该模型参加2014年的 ImageNet图像分类与定位挑战赛,取得了优异成绩:在分类任务上排名第二,在定位任务上排名第一。
创建Notebook环境
在ModelArts中创建免费的GPU资源环境,存储空间为5GB,存储路径为/home/ma-user/work,Tensorflow-1.18.1。
下载数据资源
!wget --no-check-certificate \
https://storage.googleapis.com/mledu-datasets/cats_and_dogs_filtered.zip \
-O cats_and_dogs_filtered.zip
解压数据
!unzip cats_and_dogs_filtered.zip
引入相关库
import keras,os
from keras.models import Sequential
from keras.layers import Dense, Conv2D, MaxPool2D , Flatten
from keras.preprocessing.image import ImageDataGenerator
import numpy as np
数据读取
trdata = ImageDataGenerator()
traindata = trdata.flow_from_directory(directory="cats_and_dogs_filtered/train",target_size=(224,224))

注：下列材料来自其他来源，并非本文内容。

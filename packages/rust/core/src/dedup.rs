//! Candidate deduplication.
//!
//! Identity is the lowercased `(email, company)` pair taken literally: two
//! candidates without an email at the same company are the same identity,
//! so only the first of them survives.

use std::collections::HashSet;

use leadscout_shared::CandidateRecord;

/// Identity key of a candidate.
pub fn identity_key(candidate: &CandidateRecord) -> (Option<String>, String) {
    (
        candidate.email.as_ref().map(|e| e.to_lowercase()),
        candidate.company.to_lowercase(),
    )
}

/// Drop candidates whose identity was already seen, keeping first-seen order.
pub fn deduplicate(candidates: Vec<CandidateRecord>) -> Vec<CandidateRecord> {
    let mut seen = HashSet::with_capacity(candidates.len());
    candidates
        .into_iter()
        .filter(|c| seen.insert(identity_key(c)))
        .collect()
}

tsdata = ImageDataGenerator()
testdata = tsdata.flow_from_directory(directory="cats_and_dogs_filtered/validation", target_size=(224,224))
建立模型
上图上半部分相对直观,下半部分是一种常见的普通网络结构的表示方法,下半部分最后一层不应该是4096,应该是分类问题的类别数目 num_classes。对照上述模型结构图,添加相关层结构,建立序贯式模型如下
# 使用序贯式模型
model = Sequential()
# 两个3*3*64卷积核 + 一个最大池化层
model.add(Conv2D(input_shape=(224,224,3),filters=64,kernel_size=(3,3),padding="same", activation="relu"))
model.add(Conv2D(filters=64,kernel_size=(3,3),padding="same", activation="relu"))

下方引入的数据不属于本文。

//! Persistence for search tasks and leads.
//!
//! Pipeline code talks to the [`TaskRepository`] and [`LeadRepository`]
//! traits. Two implementations ship here:
//! - [`MemoryStore`]: process-local maps, for embedding and tests
//! - [`Storage`]: a libSQL (Turso Embedded) database file
//!
//! **Access rules for [`Storage`]:**
//! - search runs: read-write via [`Storage::open`]
//! - query-only commands: read-only via [`Storage::open_readonly`]

mod memory;
mod migrations;
mod repository;

use std::path::Path;

use async_trait::async_trait;
use leadscout_shared::{Lead, LeadFilter, LeadId, LeadScoutError, Result, SearchTask, TaskId};
use libsql::{Connection, Database, params};

pub use memory::MemoryStore;
pub use repository::{LeadRepository, TaskRepository};

/// Primary storage handle wrapping a libSQL database.
pub struct Storage {
    #[allow(dead_code)]
    db: Database,
    conn: Connection,
    readonly: bool,
}

impl Storage {
    /// Open or create a database at `path` in read-write mode.
    pub async fn open(path: &Path) -> Result<Self> {
        // Ensure parent directory exists
        if let Some(parent) = path.parent() {
            std::fs::create_dir_all(parent).map_err(|e| LeadScoutError::io(parent, e))?;
        }

        let db = libsql::Builder::new_local(path)
            .build()
            .await
            .map_err(storage_err)?;

        let conn = db.connect().map_err(storage_err)?;

        let storage = Self {
            db,
            conn,
            readonly: false,
        };
        storage.run_migrations().await?;
        Ok(storage)
    }

    /// Open an existing database at `path` in read-only mode.
    pub async fn open_readonly(path: &Path) -> Result<Self> {
        if !path.exists() {
            return Err(LeadScoutError::Storage(format!(
                "no database at {}",
                path.display()
            )));
        }

        let db = libsql::Builder::new_local(path)
            .build()
            .await
            .map_err(storage_err)?;

        let conn = db.connect().map_err(storage_err)?;

        Ok(Self {
            db,
            conn,
            readonly: true,
        })
    }

    /// Run pending schema migrations.
    async fn run_migrations(&self) -> Result<()> {
        let current_version = self.get_schema_version().await;

        for migration in migrations::all_migrations() {
            if migration.version > current_version {
                tracing::info!(
                    version = migration.version,
                    description = migration.description,
                    "applying migration"
                );
                self.conn
                    .execute_batch(migration.sql)
                    .await
                    .map_err(|e| {
                        LeadScoutError::Storage(format!(
                            "migration v{} failed: {e}",
                            migration.version
                        ))
                    })?;
            }
        }
        Ok(())
    }

    /// Get the current schema version, or 0 if no migrations have been applied.
    async fn get_schema_version(&self) -> u32 {
        let result = self
            .conn
            .query("SELECT MAX(version) FROM schema_migrations", params![])
            .await;

        match result {
            Ok(mut rows) => {
                if let Ok(Some(row)) = rows.next().await {
                    row.get::<u32>(0).unwrap_or(0)
                } else {
                    0
                }
            }
            Err(_) => 0, // Table doesn't exist yet
        }
    }

    /// Ensure we're in read-write mode before writing.
    fn check_writable(&self) -> Result<()> {
        if self.readonly {
            return Err(LeadScoutError::Storage(
                "database is opened in read-only mode".into(),
            ));
        }
        Ok(())
    }

    /// Run a query whose first column is a JSON document and decode each row.
    async fn query_json<T: serde::de::DeserializeOwned>(
        &self,
        sql: &str,
        params: impl libsql::params::IntoParams,
    ) -> Result<Vec<T>> {
        let mut rows = self.conn.query(sql, params).await.map_err(storage_err)?;

        let mut results = Vec::new();
        while let Some(row) = rows.next().await.map_err(storage_err)? {
            let json: String = row.get(0).map_err(storage_err)?;
            let value = serde_json::from_str(&json)
                .map_err(|e| LeadScoutError::Storage(format!("corrupt row: {e}")))?;
            results.push(value);
        }
        Ok(results)
    }
}

// ---------------------------------------------------------------------------
// Task operations
// ---------------------------------------------------------------------------

#[async_trait]
impl TaskRepository for Storage {
    async fn put_task(&self, task: &SearchTask) -> Result<()> {
        self.check_writable()?;
        let task_json = to_json(task)?;
        self.conn
            .execute(
                "INSERT INTO search_tasks (id, name, status, progress, leads_found, created_at, completed_at, task_json)
                 VALUES (?1, ?2, ?3, ?4, ?5, ?6, ?7, ?8)
                 ON CONFLICT(id) DO UPDATE SET
                   status = excluded.status,
                   progress = excluded.progress,
                   leads_found = excluded.leads_found,
                   completed_at = excluded.completed_at,
                   task_json = excluded.task_json",
                params![
                    task.id.to_string(),
                    task.name.as_str(),
                    task.status.as_str(),
                    task.progress,
                    task.leads_found as i64,
                    task.created_at.to_rfc3339(),
                    task.completed_at.map(|t| t.to_rfc3339()),
                    task_json,
                ],
            )
            .await
            .map_err(storage_err)?;
        Ok(())
    }

    async fn get_task(&self, id: &TaskId) -> Result<Option<SearchTask>> {
        let mut found = self
            .query_json(
                "SELECT task_json FROM search_tasks WHERE id = ?1",
                params![id.to_string()],
            )
            .await?;
        Ok(found.pop())
    }

    async fn list_tasks(&self) -> Result<Vec<SearchTask>> {
        self.query_json(
            "SELECT task_json FROM search_tasks ORDER BY created_at, id",
            params![],
        )
        .await
    }
}

// ---------------------------------------------------------------------------
// Lead operations
// ---------------------------------------------------------------------------

#[async_trait]
impl LeadRepository for Storage {
    async fn put_lead(&self, lead: &Lead) -> Result<()> {
        self.check_writable()?;
        let lead_json = to_json(lead)?;
        self.conn
            .execute(
                "INSERT INTO leads (id, task_id, quality_score, quality_tier, status, source, created_at, updated_at, lead_json)
                 VALUES (?1, ?2, ?3, ?4, ?5, ?6, ?7, ?8, ?9)
                 ON CONFLICT(id) DO UPDATE SET
                   status = excluded.status,
                   updated_at = excluded.updated_at,
                   lead_json = excluded.lead_json",
                params![
                    lead.id.to_string(),
                    lead.task_id.to_string(),
                    lead.quality_score,
                    lead.quality_tier.as_str(),
                    lead.status.as_str(),
                    lead.source.as_str(),
                    lead.created_at.to_rfc3339(),
                    lead.updated_at.to_rfc3339(),
                    lead_json,
                ],
            )
            .await
            .map_err(storage_err)?;
        Ok(())
    }

    async fn get_lead(&self, id: &LeadId) -> Result<Option<Lead>> {
        let mut found = self
            .query_json(
                "SELECT lead_json FROM leads WHERE id = ?1",
                params![id.to_string()],
            )
            .await?;
        Ok(found.pop())
    }

    async fn list_leads(&self, filter: &LeadFilter) -> Result<Vec<Lead>> {
        // SQLite treats a negative LIMIT as "no limit".
        let limit = filter.limit.map(|l| l as i64).unwrap_or(-1);
        self.query_json(
            "SELECT lead_json FROM leads
             WHERE (?1 IS NULL OR quality_tier = ?1)
               AND (?2 IS NULL OR status = ?2)
               AND (?3 IS NULL OR source = ?3)
               AND (?4 IS NULL OR task_id = ?4)
             ORDER BY quality_score DESC, id ASC
             LIMIT ?5",
            params![
                filter.tier.map(|t| t.as_str()),
                filter.status.map(|s| s.as_str()),
                filter.source.map(|s| s.as_str()),
                filter.task_id.map(|id| id.to_string()),
                limit,
            ],
        )
        .await
    }
}

fn storage_err(e: libsql::Error) -> LeadScoutError {
    LeadScoutError::Storage(e.to_string())
}

fn to_json<T: serde::Serialize>(value: &T) -> Result<String> {
    serde_json::to_string(value).map_err(|e| LeadScoutError::Storage(e.to_string()))
}

#[cfg(test)]
mod tests {
    use super::*;
    use leadscout_shared::{
        CandidateRecord, LeadStatus, QualityTier, SourceKind, TargetingCriteria, TaskStatus,
    };
    use uuid::Uuid;

    /// Create a temp file storage for testing.
    async fn test_storage() -> Storage {
        let tmp = std::env::temp_dir().join(format!("ls_test_{}.db", Uuid::now_v7()));
        Storage::open(&tmp).await.expect("open test db")
    }

    fn lead(task_id: TaskId, company: &str, score: f64) -> Lead {
        let candidate = CandidateRecord::new(SourceKind::LinkedIn, company)
            .with_email(format!("ceo@{}.com", company.to_lowercase()));
        Lead::from_candidate(candidate, task_id, score)
    }

    #[tokio::test]
    async fn open_and_migrate() {
        let storage = test_storage().await;
        let version = storage.get_schema_version().await;
        assert_eq!(version, 1);
    }

    #[tokio::test]
    async fn idempotent_migration() {
        let tmp = std::env::temp_dir().join(format!("ls_test_{}.db", Uuid::now_v7()));
        let _s1 = Storage::open(&tmp).await.expect("first open");
        drop(_s1);
        let s2 = Storage::open(&tmp).await.expect("second open");
        assert_eq!(s2.get_schema_version().await, 1);
    }

    #[tokio::test]
    async fn task_lifecycle_persists() {
        let storage = test_storage().await;
        let criteria = TargetingCriteria {
            industry: Some("SaaS".into()),
            job_titles: vec!["CTO".into()],
            ..Default::default()
        };
        let mut task = SearchTask::new("saas-ctos", criteria, vec![SourceKind::LinkedIn], 10);
        storage.put_task(&task).await.expect("insert task");

        task.mark_running().unwrap();
        task.advance_progress(100.0);
        storage.put_task(&task).await.expect("update task");

        let found = storage
            .get_task(&task.id)
            .await
            .expect("get task")
            .expect("task exists");
        assert_eq!(found.status, TaskStatus::Running);
        assert_eq!(found.progress, 100.0);
        assert_eq!(found.criteria.industry.as_deref(), Some("SaaS"));

        let tasks = storage.list_tasks().await.expect("list tasks");
        assert_eq!(tasks.len(), 1);
        assert!(storage.get_task(&TaskId::new()).await.unwrap().is_none());
    }

    #[tokio::test]
    async fn lead_upsert_and_query() {
        let storage = test_storage().await;
        let task_id = TaskId::new();
        let mut acme = lead(task_id, "Acme", 55.0);
        storage.put_lead(&acme).await.expect("insert lead");
        storage
            .put_lead(&lead(task_id, "Globex", 91.0))
            .await
            .expect("insert lead");
        storage
            .put_lead(&lead(TaskId::new(), "Initech", 72.0))
            .await
            .expect("insert lead");

        acme.status = LeadStatus::Contacted;
        acme.contact_attempts = 1;
        storage.put_lead(&acme).await.expect("update lead");

        let found = storage.get_lead(&acme.id).await.unwrap().unwrap();
        assert_eq!(found.status, LeadStatus::Contacted);
        assert_eq!(found.contact_attempts, 1);

        let all = storage.list_leads(&LeadFilter::default()).await.unwrap();
        let companies: Vec<&str> = all.iter().map(|l| l.company.as_str()).collect();
        assert_eq!(companies, vec!["Globex", "Initech", "Acme"]);

        let for_task = storage
            .list_leads(&LeadFilter {
                task_id: Some(task_id),
                ..Default::default()
            })
            .await
            .unwrap();
        assert_eq!(for_task.len(), 2);

        let hot = storage
            .list_leads(&LeadFilter {
                tier: Some(QualityTier::Hot),
                ..Default::default()
            })
            .await
            .unwrap();
        assert_eq!(hot.len(), 1);
        assert_eq!(hot[0].company, "Globex");

        let contacted = storage
            .list_leads(&LeadFilter {
                status: Some(LeadStatus::Contacted),
                limit: Some(5),
                ..Default::default()
            })
            .await
            .unwrap();
        assert_eq!(contacted.len(), 1);

        let top_one = storage
            .list_leads(&LeadFilter {
                limit: Some(1),
                ..Default::default()
            })
            .await
            .unwrap();
        assert_eq!(top_one.len(), 1);
        assert_eq!(top_one[0].company, "Globex");
    }

    #[tokio::test]
    async fn readonly_rejects_writes() {
        let tmp = std::env::temp_dir().join(format!("ls_test_{}.db", Uuid::now_v7()));
        let rw = Storage::open(&tmp).await.unwrap();
        rw.put_lead(&lead(TaskId::new(), "Acme", 80.0)).await.unwrap();
        drop(rw);

        let ro = Storage::open_readonly(&tmp).await.unwrap();
        assert_eq!(ro.list_leads(&LeadFilter::default()).await.unwrap().len(), 1);
        let result = ro.put_lead(&lead(TaskId::new(), "Globex", 80.0)).await;
        assert!(result.is_err());
        assert!(result.unwrap_err().to_string().contains("read-only"));
    }

    #[tokio::test]
    async fn readonly_requires_existing_file() {
        let tmp = std::env::temp_dir().join(format!("ls_missing_{}.db", Uuid::now_v7()));
        assert!(Storage::open_readonly(&tmp).await.is_err());
    }
}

model.add(MaxPool2D(pool_size=(2,2),strides=(2,2)))
# 两个3*3*128卷积核 + 一个最大池化层
model.add(Conv2D(filters=128, kernel_size=(3,3), padding="same", activation="relu"))

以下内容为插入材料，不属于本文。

//! Lead queries and follow-up status updates.

use std::sync::Arc;

use chrono::Utc;
use leadscout_shared::{Lead, LeadFilter, LeadId, LeadScoutError, LeadStatus, Result};
use leadscout_storage::LeadRepository;
use tracing::info;

use crate::export::{self, ExportFormat};

/// Lead operations over a [`LeadRepository`].
#[derive(Clone)]
pub struct LeadStore {
    repo: Arc<dyn LeadRepository>,
}

impl LeadStore {
    pub fn new(repo: Arc<dyn LeadRepository>) -> Self {
        Self { repo }
    }

    pub async fn get(&self, id: &LeadId) -> Result<Lead> {
        self.repo
            .get_lead(id)
            .await?
            .ok_or_else(|| LeadScoutError::lead_not_found(id))
    }

    /// Leads passing `filter`, best score first.
    pub async fn list(&self, filter: &LeadFilter) -> Result<Vec<Lead>> {
        self.repo.list_leads(filter).await
    }

    /// Move a lead to `status`.
    ///
    /// `contacted` counts as a contact attempt and stamps `last_contacted`.
    /// Non-empty `notes` replace any existing notes.
    pub async fn update_status(
        &self,
        id: &LeadId,
        status: LeadStatus,
        notes: Option<String>,
    ) -> Result<Lead> {
        let mut lead = self.get(id).await?;
        let now = Utc::now();

        lead.status = status;
        if status == LeadStatus::Contacted {
            lead.contact_attempts += 1;
            lead.last_contacted = Some(now);
        }
        if let Some(notes) = notes.filter(|n| !n.is_empty()) {
            lead.notes = Some(notes);
        }
        lead.updated_at = now;

        self.repo.put_lead(&lead).await?;
        info!(lead_id = %id, %status, attempts = lead.contact_attempts, "lead status updated");
        Ok(lead)
    }

    /// Serialize the leads passing `filter`.
    pub async fn export(
        &self,
        filter: &LeadFilter,
        format: ExportFormat,
        fields: Option<&[String]>,
    ) -> Result<String> {
        let leads = self.list(filter).await?;
        export::export_leads(&leads, format, fields)
    }
}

model.add(Conv2D(filters=128, kernel_size=(3,3), padding="same", activation="relu"))
model.add(MaxPool2D(pool_size=(2,2),strides=(2,2)))
# 三个3*3*56卷积核 + 一个最大池化层
model.add(Conv2D(filters=256, kernel_size=(3,3), padding="same", activation="relu"))
model.add(Conv2D(filters=256, kernel_size=(3,3), padding="same", activation="relu"))
model.add(Conv2D(filters=256, kernel_size=(3,3), padding="same", activation="relu"))
model.add(MaxPool2D(pool_size=(2,2),strides=(2,2)))
# 三个3*3*512卷积核 + 一个最大池化层
model.add(Conv2D(filters=512, kernel_size=(3,3), padding="same", activation="relu"))
model.add(Conv2D(filters=512, kernel_size=(3,3), padding="same", activation="relu"))
model.add(Conv2D(filters=512, kernel_size=(3,3), padding="same", activation="relu"))
model.add(MaxPool2D(pool_size=(2,2),strides=(2,2)))
# 三个3*3*512卷积核 + 一个最大池化层
model.add(Conv2D(filters=512, kernel_size=(3,3), padding="same", activation="relu"))
model.add(Conv2D(filters=512, kernel_size=(3,3), padding="same", activation="relu"))
model.add(Conv2D(filters=512, kernel_size=(3,3), padding="same", activation="relu"))
model.add(MaxPool2D(pool_size=(2,2),strides=(2,2)))
# Flatten层用来将输入“压平”,即把多维的输入一维化,常用在从卷积层到全连接层的过渡。Flatten不影响batch的大小。
# 连接三个全连接层Dense,最后一层用于预测分类。
model.add(Flatten())
model.add(Dense(units=4096,activation="relu"))
model.add(Dense(units=4096,activation="relu"))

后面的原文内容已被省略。